| Instructions to follow |
Transcribe the stretch of entries below from the line with "console and import" through the line with "let input = state.command_input().read().clone();", exactly and with both ends included; leave out all other lines.

| Saved data entries |
• • • • •

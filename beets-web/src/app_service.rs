//! AppService - owns the reactive state and performs backend requests
//!
//! Every user action follows the same shape: ask the controller in the
//! store for a request (this flips it into its pending state), perform the
//! request in a spawned task, then hand the result back to the controller.
//! Whatever notice comes back is shown as a toast.
//!
//! Tasks are spawned on the root scope so a request outlives the page that
//! started it; its result still lands in the store.
//!
//! Components access AppService via `use_app()` and:
//! - Read state reactively from `app.state`
//! - Call action methods like `app.search()`

use beets_core::browser::{LibraryQuery, PendingQuery};
use beets_core::models::AlbumSummary;
use beets_core::settings::MaintenanceAction;
use beets_core::{BeetsClient, ClientConfig, Notice, SortKey};
use beets_ui::stores::{AppState, AppStateStoreExt, TOAST_TIMEOUT_MS};
use beets_ui::timers::sleep_ms;
use dioxus::prelude::*;
use tracing::{debug, info};

/// Created inside the component tree because `Store<AppState>` is not
/// Send-safe. Access via `use_app()` from any component.
#[derive(Clone)]
pub struct AppService {
    /// Reactive application state
    pub state: Store<AppState>,
    /// HTTP client for the beets API
    pub client: BeetsClient,
    /// Startup configuration
    pub config: ClientConfig,
}

impl AppService {
    pub fn new(config: ClientConfig) -> Self {
        let library = beets_core::browser::LibraryBrowser::new(config.page_size, config.sort);
        Self {
            state: Store::new(AppState::with_library(library)),
            client: BeetsClient::from_config(&config),
            config,
        }
    }

    // =========================================================================
    // Toasts
    // =========================================================================

    /// Show a toast and schedule its dismissal.
    pub fn notify(&self, notice: Notice) {
        notify(self.state, notice);
    }

    pub fn dismiss_toast(&self, id: u64) {
        self.state.toasts().write().dismiss(id);
    }

    // =========================================================================
    // Library
    // =========================================================================

    /// Start the library over from the configured defaults, then load the
    /// first page and the artist list.
    pub fn load_library(&self) {
        self.state
            .library()
            .write()
            .reset(self.config.page_size, self.config.sort);
        self.state.search_input().set(String::new());
        let pending = self.state.library().write().load_page();
        self.run_library_query(pending);
        self.load_artists();
    }

    pub fn load_artists(&self) {
        let state = self.state;
        let client = self.client.clone();
        let request = state.library().write().load_artists();

        spawn_forever(async move {
            let result = client.artists().await;
            if let Some(notice) = state.library().write().apply_artists(request, result) {
                notify(state, notice);
            }
        });
    }

    pub fn next_page(&self) {
        let pending = self.state.library().write().next_page();
        if let Some(pending) = pending {
            self.run_library_query(pending);
        }
    }

    pub fn previous_page(&self) {
        let pending = self.state.library().write().previous_page();
        if let Some(pending) = pending {
            self.run_library_query(pending);
        }
    }

    pub fn set_sort(&self, sort: SortKey) {
        let pending = self.state.library().write().set_sort(sort);
        self.run_library_query(pending);
    }

    pub fn set_page_size(&self, page_size: u32) {
        let pending = self.state.library().write().set_page_size(page_size);
        self.run_library_query(pending);
    }

    pub fn set_search_input(&self, text: String) {
        self.state.search_input().set(text);
    }

    /// Search with the text currently in the search box.
    pub fn search(&self) {
        let query = self.state.search_input().read().clone();
        let pending = self.state.library().write().search(&query);
        self.run_library_query(pending);
    }

    /// Leave search or artist filter.
    pub fn clear_filter(&self) {
        self.state.search_input().set(String::new());
        let pending = self.state.library().write().clear_filter();
        self.run_library_query(pending);
    }

    /// Switch to the album listing of `artist`. A blank choice is ignored.
    pub fn filter_by_artist(&self, artist: String) {
        let pending = self.state.library().write().filter_by_artist(&artist);
        if let Some(pending) = pending {
            self.run_library_query(pending);
        }
    }

    /// Drill into an album of the artist listing. The generated query is
    /// put into the search box so it can be refined.
    pub fn open_album(&self, album: AlbumSummary) {
        let pending = self.state.library().write().open_album(&album);
        let Some(pending) = pending else {
            debug!("Album row without a title, ignoring click");
            return;
        };
        if let LibraryQuery::Search { query } = &pending.query {
            self.state.search_input().set(query.clone());
        }
        self.run_library_query(pending);
    }

    fn run_library_query(&self, pending: PendingQuery) {
        let state = self.state;
        let client = self.client.clone();

        spawn_forever(async move {
            let result = client.fetch(&pending.query).await;
            if let Some(notice) = state.library().write().apply(pending, result) {
                notify(state, notice);
            }
        });
    }

    // =========================================================================
    // Item detail
    // =========================================================================

    /// Open the detail modal; item and artwork are fetched concurrently.
    pub fn open_item(&self, id: i64) {
        let state = self.state;
        let requests = state.detail().write().open(id);

        let client = self.client.clone();
        spawn_forever(async move {
            let result = client.item(requests.id).await;
            state.detail().write().apply_item(requests, result);
        });

        let client = self.client.clone();
        spawn_forever(async move {
            let result = client.album_art(requests.id).await;
            state.detail().write().apply_art(requests, result);
        });
    }

    pub fn close_item(&self) {
        self.state.detail().write().close();
    }

    // =========================================================================
    // Command console and import
    // =========================================================================

    pub fn set_command_input(&self, text: String) {
        self.state.command_input().set(text);
    }

    pub fn run_command(&self) {
        let state = self.state;
        let client = self.client.clone();
        let input = state.command_input().read().clone();
        let request = match state.console().write().submit(&input) {
            Ok(request) => request,
            Err(notice) => return self.notify(notice),
        };

        spawn_forever(async move {
            let result = client.run_command(&request.input).await;
            if let Some(notice) = state.console().write().apply(request, result) {
                notify(state, notice);
            }
        });
    }

    pub fn clear_console(&self) {
        self.state.console().write().clear();
    }

    pub fn set_import_path(&self, text: String) {
        self.state.import_path().set(text);
    }

    pub fn run_import(&self) {
        let state = self.state;
        let client = self.client.clone();
        let input = state.import_path().read().clone();
        let request = match state.import().write().submit(&input) {
            Ok(request) => request,
            Err(notice) => return self.notify(notice),
        };

        spawn_forever(async move {
            let result = client.import(&request.input).await;
            if let Some(notice) = state.import().write().apply(request, result) {
                notify(state, notice);
            }
        });
    }

    pub fn clear_import(&self) {
        self.state.import().write().clear();
    }

    // =========================================================================
    // Connection and settings
    // =========================================================================

    pub fn check_connection(&self) {
        let state = self.state;
        let client = self.client.clone();

        spawn_forever(async move {
            let status = beets_core::connection::ConnectionStatus::from_result(
                client.connection_mode().await,
            );
            info!("Connection: {}", status.label());
            state.connection().set(status);
        });
    }

    /// Load every section of the settings page. Sections fill in as their
    /// requests complete.
    pub fn load_settings(&self) {
        let state = self.state;
        let load = state.settings().write().load();

        let client = self.client.clone();
        spawn_forever(async move {
            let result = client.config_health().await;
            state.settings().write().apply_health(load.health, result);
        });

        let client = self.client.clone();
        spawn_forever(async move {
            let result = client.beets_info().await;
            state.settings().write().apply_info(load, result);
        });

        let client = self.client.clone();
        spawn_forever(async move {
            let result = client.plugins().await;
            state.settings().write().apply_plugins(load, result);
        });

        let client = self.client.clone();
        spawn_forever(async move {
            let result = client.beets_config().await;
            state.settings().write().apply_config(load, result);
        });
    }

    pub fn edit_config_draft(&self, text: String) {
        self.state.settings().write().edit_draft(text);
    }

    pub fn save_config(&self) {
        let state = self.state;
        let client = self.client.clone();
        let request = match state.settings().write().save_config() {
            Ok(request) => request,
            Err(notice) => return self.notify(notice),
        };

        spawn_forever(async move {
            let result = client.update_beets_config(&request.body).await;
            if let Some(notice) = state.settings().write().apply_save(request, result) {
                notify(state, notice);
            }
        });
    }

    pub fn request_maintenance(&self, action: MaintenanceAction) {
        self.state.settings().write().request_maintenance(action);
    }

    pub fn cancel_maintenance(&self) {
        self.state.settings().write().cancel_maintenance();
    }

    /// Run the confirmed maintenance action, then recheck installation
    /// health since the database may have appeared or gone.
    pub fn confirm_maintenance(&self) {
        let state = self.state;
        let client = self.client.clone();
        let Some(action) = state.settings().write().confirm_maintenance() else {
            return;
        };

        spawn_forever(async move {
            let result = match action {
                MaintenanceAction::Reset => client.reset_database().await,
                MaintenanceAction::Initialize => client.initialize_database().await,
            };
            let notice = state.settings().write().apply_maintenance(action, result);
            notify(state, notice);

            let health = state.settings().write().reload_health();
            let result = client.config_health().await;
            state.settings().write().apply_health(health, result);
        });
    }
}

fn notify(state: Store<AppState>, notice: Notice) {
    let id = state.toasts().write().push(notice);
    spawn_forever(async move {
        sleep_ms(TOAST_TIMEOUT_MS).await;
        state.toasts().write().dismiss(id);
    });
}

/// Hook to access the AppService from any component
pub fn use_app() -> AppService {
    use_context::<AppService>()
}
//! Toast stack, bottom right

use crate::components::icons::{AlertTriangleIcon, CheckIcon, XIcon};
use crate::components::ChromelessButton;
use crate::stores::Toast;
use beets_core::NoticeLevel;
use dioxus::prelude::*;

#[component]
pub fn ToastStackView(toasts: Vec<Toast>, on_dismiss: EventHandler<u64>) -> Element {
    rsx! {
        div { class: "fixed bottom-4 right-4 z-50 flex flex-col gap-2 max-w-md",
            for toast in toasts {
                ToastView {
                    key: "{toast.id}",
                    toast: toast.clone(),
                    on_dismiss: move |id| on_dismiss.call(id),
                }
            }
        }
    }
}

#[component]
fn ToastView(toast: Toast, on_dismiss: EventHandler<u64>) -> Element {
    let (color, role) = match toast.level {
        NoticeLevel::Success => ("bg-green-600", "status"),
        NoticeLevel::Error => ("bg-red-600", "alert"),
    };
    let id = toast.id;

    rsx! {
        div { class: "{color} text-white px-5 py-3 rounded-lg shadow-lg", role,
            div { class: "flex items-center justify-between gap-4",
                match toast.level {
                    NoticeLevel::Success => rsx! {
                        CheckIcon { class: "w-4 h-4 flex-shrink-0" }
                    },
                    NoticeLevel::Error => rsx! {
                        AlertTriangleIcon { class: "w-4 h-4 flex-shrink-0" }
                    },
                }
                span { class: "flex-1 break-words", "{toast.message}" }
                ChromelessButton {
                    class: Some("text-white hover:text-gray-200".to_string()),
                    aria_label: Some("Dismiss".to_string()),
                    onclick: move |_| on_dismiss.call(id),
                    XIcon { class: "w-4 h-4" }
                }
            }
        }
    }
}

• • • • •

| Response to this exercise |
    // Command console and import
    // =========================================================================

    pub fn set_command_input(&self, text: String) {
        self.state.command_input().set(text);
    }

    pub fn run_command(&self) {
        let state = self.state;
        let client = self.client.clone();
        let input = state.command_input().read().clone();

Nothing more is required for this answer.